Quand il n’y a plus aucun principe en jeu, que tous ont été détruits les uns par les autres, alors vient pour un moment le règne d’une certaine espèce d’hommes qui sortent subitement de l’ombre ; ils s’apprêtent à perdre celui qui est perdu. M. de Talleyrand avait joué avec grâce ce rôle l’année précédente ; M. Fouché répéta le même rôle en 1815, mais avec audace et comme s’il n’était plus besoin de garder aucune précaution. Il s’était fait le ministre de Napoléon avec le parti-pris de lui rester fidèle s’il était le plus fort, de le précipiter et de l’achever s’il s’avisait d’être le plus faible. Et ce n’était pas de loin qu’il préparait ses trames, c’était dans l’antre même du lion qu’il ourdissait ses pièges et qu’il tendait ses toiles.
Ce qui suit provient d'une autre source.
pub mod nl_query_service;
pub mod parameter_extractor;
pub mod prompts;
pub mod query_converter;
pub mod response_formatter;
pub mod sql_synthesizer;
pub mod sql_validator;
pub mod template_registry;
Pendant les cent jours de cet étrange ministère, il est là, épiant si le maître qu’il sert, traqué par l’Europe, se relève ou s’abat, décidé dans le dernier cas à le livrer lui-même et à le châtier de sa défaite. Chose plus extraordinaire encore, Napoléon voit ces pièges ; il les voit et il les laisse se nouer autour de lui. Il sait quelles mains ourdissent ces trames, et il s’en laisse enlacer jusqu’au moment où il ne peut plus même tenter de se délier. Déjà enveloppé, il n’a pas un moment de révolte, pas une parole indignée. Il connaît, il mesure l’embûche et il y tombe sciemment ; il laisse faire jusqu’au bout son ministre, soit lassitude, soit dégoût de sa destinée, soit un reste de faiblesse pour le complice de son ancienne puissance, soit volonté de périr par l’instrument de sa domination passée, soit plutôt qu’il comptât sur la victoire pour rompre en un instant les fils d’araignée qui l’entouraient. Fouché dans un même moment conseillant, patronant, aveuglant et livrant Napoléon, c’est là une des grandes instructions de cette histoire qui en renferme tant d’autres.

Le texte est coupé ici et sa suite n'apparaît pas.